**Task to complete**
Show each line of the records in which the word "PartialEq" occurs.

(Saved data entries)
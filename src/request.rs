//! Parsing of inbound HTTP requests into render requests.
//!
//! A request either names an explicit view through its query string
//! (`width`, `height`, `lat`, `lon`, `zoom`) or addresses a slippy-map tile through its path
//! (`/{z}/{x}/{y}.png`). The scene comes from `?scene=<url>` or, when absent, from the body.

use std::collections::HashMap;

use lazy_static::lazy_static;
use regex::Regex;

use crate::errors::RenderError;
use crate::tile::{TileCoord, TILE_SIZE};

/// Path answered directly as a health check.
pub const HEALTH_CHECK_PATH: &str = "/check";

lazy_static! {
    static ref TILE_PATH: Regex = Regex::new(r"/(\d+)/(\d+)/(\d+)\.png").expect("valid tile path pattern");
}

/// Where the scene of a request comes from.
#[derive(Clone, PartialEq)]
pub enum SceneSource {
    /// Scene file referenced by URL (or path) in the query string
    Url(String),
    /// Scene YAML posted as the request body
    Inline(Vec<u8>),
}

impl std::fmt::Debug for SceneSource {
    fn fmt(&self, f: &mut std::fmt::Formatter<'_>) -> std::fmt::Result {
        match self {
            SceneSource::Url(url) => f.debug_tuple("Url").field(url).finish(),
            SceneSource::Inline(body) => f.debug_struct("Inline").field("len", &body.len()).finish(),
        }
    }
}

/// The view a request asks for, before it is turned into engine parameters.
#[derive(Debug, Clone, Copy, PartialEq)]
pub enum ViewRequest {
    Explicit {
        width: u32,
        height: u32,
        density: f32,
        lng: f64,
        lat: f64,
        zoom: f32,
    },
    Tile { tile: TileCoord, density: f32 },
}

impl ViewRequest {
    pub fn density(&self) -> f32 {
        match self {
            ViewRequest::Explicit { density, .. } | ViewRequest::Tile { density, .. } => *density,
        }
    }

    /// Logical `(width, height)` of the image, before density.
    pub fn logical_size(&self) -> (u32, u32) {
        match self {
            ViewRequest::Explicit { width, height, .. } => (*width, *height),
            ViewRequest::Tile { .. } => (TILE_SIZE, TILE_SIZE),
        }
    }

    /// Map center as `(lng, lat)` and zoom level.
    pub fn position(&self) -> (f64, f64, f32) {
        match self {
            ViewRequest::Explicit { lng, lat, zoom, .. } => (*lng, *lat, *zoom),
            ViewRequest::Tile { tile, .. } => {
                let (lng, lat) = tile.center();
                (lng, lat, tile.z as f32)
            }
        }
    }
}

/// A validated render request.
#[derive(Debug, Clone, PartialEq)]
pub struct RenderRequest {
    pub scene: SceneSource,
    pub view: ViewRequest,
    pub tilt_deg: f32,
    pub rotation_deg: f32,
}

impl RenderRequest {
    /// Worker affinity hint for the upstream proxy: the scene URL, or the size of an inline body.
    pub fn heart_beat(&self) -> String {
        match &self.scene {
            SceneSource::Url(url) => url.clone(),
            SceneSource::Inline(body) => body.len().to_string(),
        }
    }
}

/// The heart-beat of `request` as soon as its scene is known, even when its view is invalid.
///
/// `None` for health checks and requests without a scene.
pub fn heart_beat_hint<B: AsRef<[u8]>>(request: &http::Request<B>) -> Option<String> {
    if request.uri().path() == HEALTH_CHECK_PATH {
        return None;
    }

    let body = request.body().as_ref();
    match Query::parse(request.uri().query()).get("scene") {
        Some(url) => Some(url.to_string()),
        None if !body.is_empty() => Some(body.len().to_string()),
        None => None,
    }
}

/// Outcome of parsing one HTTP message.
#[derive(Debug, Clone, PartialEq)]
pub enum ParsedMessage {
    HealthCheck,
    Render(RenderRequest),
}

/// Query string as a multimap. Only the first value of a key is ever consulted.
#[derive(Debug, Default)]
struct Query(HashMap<String, Vec<String>>);

impl Query {
    fn parse(raw: Option<&str>) -> Self {
        let mut map: HashMap<String, Vec<String>> = HashMap::new();
        if let Some(raw) = raw {
            for (k, v) in url::form_urlencoded::parse(raw.as_bytes()) {
                map.entry(k.into_owned()).or_default().push(v.into_owned());
            }
        }
        Query(map)
    }

    /// First value of `key`, treating an empty value as missing.
    fn get(&self, key: &str) -> Option<&str> {
        self.0
            .get(key)
            .and_then(|values| values.first())
            .map(|v| v.trim())
            .filter(|v| !v.is_empty())
    }
}

/// Parses an HTTP request into a [`ParsedMessage`].
pub fn parse<B: AsRef<[u8]>>(request: &http::Request<B>) -> Result<ParsedMessage, RenderError> {
    let path = request.uri().path();
    if path == HEALTH_CHECK_PATH {
        return Ok(ParsedMessage::HealthCheck);
    }

    let query = Query::parse(request.uri().query());
    let body = request.body().as_ref();

    let scene = match query.get("scene") {
        Some(url) => SceneSource::Url(url.to_string()),
        None if !body.is_empty() => SceneSource::Inline(body.to_vec()),
        None => return Err(RenderError::MissingScene),
    };

    let view = parse_view(&query, path)?;

    let tilt_deg = optional_f32(&query, "tilt")?.unwrap_or(0.0);
    let rotation_deg = optional_f32(&query, "rotation")?.unwrap_or(0.0);

    Ok(ParsedMessage::Render(RenderRequest { scene, view, tilt_deg, rotation_deg }))
}

fn parse_view(query: &Query, path: &str) -> Result<ViewRequest, RenderError> {
    let density = optional_f32(query, "density")?.map_or(1.0, |d| d.max(1.0));

    let explicit = (
        query.get("width"),
        query.get("height"),
        query.get("lat"),
        query.get("lon"),
        query.get("zoom"),
    );
    if let (Some(width), Some(height), Some(lat), Some(lon), Some(zoom)) = explicit {
        let zoom = parse_f32("zoom", zoom)?;
        if zoom < 0.0 {
            return Err(RenderError::bad_number("zoom", &zoom.to_string()));
        }
        return Ok(ViewRequest::Explicit {
            width: parse_dimension("width", width)?,
            height: parse_dimension("height", height)?,
            density,
            lng: parse_f64("lon", lon)?,
            lat: parse_f64("lat", lat)?,
            zoom,
        });
    }

    let caps = TILE_PATH.captures(path).ok_or(RenderError::InsufficientView)?;
    let z = parse_u32("z", &caps[1])?;
    let x = parse_u32("x", &caps[2])?;
    let y = parse_u32("y", &caps[3])?;

    Ok(ViewRequest::Tile { tile: TileCoord::new(z, x, y)?, density })
}

fn optional_f32(query: &Query, field: &'static str) -> Result<Option<f32>, RenderError> {
    query.get(field).map(|v| parse_f32(field, v)).transpose()
}

fn parse_f32(field: &'static str, value: &str) -> Result<f32, RenderError> {
    match value.parse::<f32>() {
        Ok(v) if v.is_finite() => Ok(v),
        _ => Err(RenderError::bad_number(field, value)),
    }
}

fn parse_f64(field: &'static str, value: &str) -> Result<f64, RenderError> {
    match value.parse::<f64>() {
        Ok(v) if v.is_finite() => Ok(v),
        _ => Err(RenderError::bad_number(field, value)),
    }
}

fn parse_u32(field: &'static str, value: &str) -> Result<u32, RenderError> {
    value.parse::<u32>().map_err(|_| RenderError::bad_number(field, value))
}

fn parse_dimension(field: &'static str, value: &str) -> Result<u32, RenderError> {
    match parse_u32(field, value)? {
        0 => Err(RenderError::bad_number(field, value)),
        v => Ok(v),
    }
}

**Output**
#[derive(Clone, PartialEq)]
#[derive(Debug, Clone, Copy, PartialEq)]
#[derive(Debug, Clone, PartialEq)]
#[derive(Debug, Clone, PartialEq)]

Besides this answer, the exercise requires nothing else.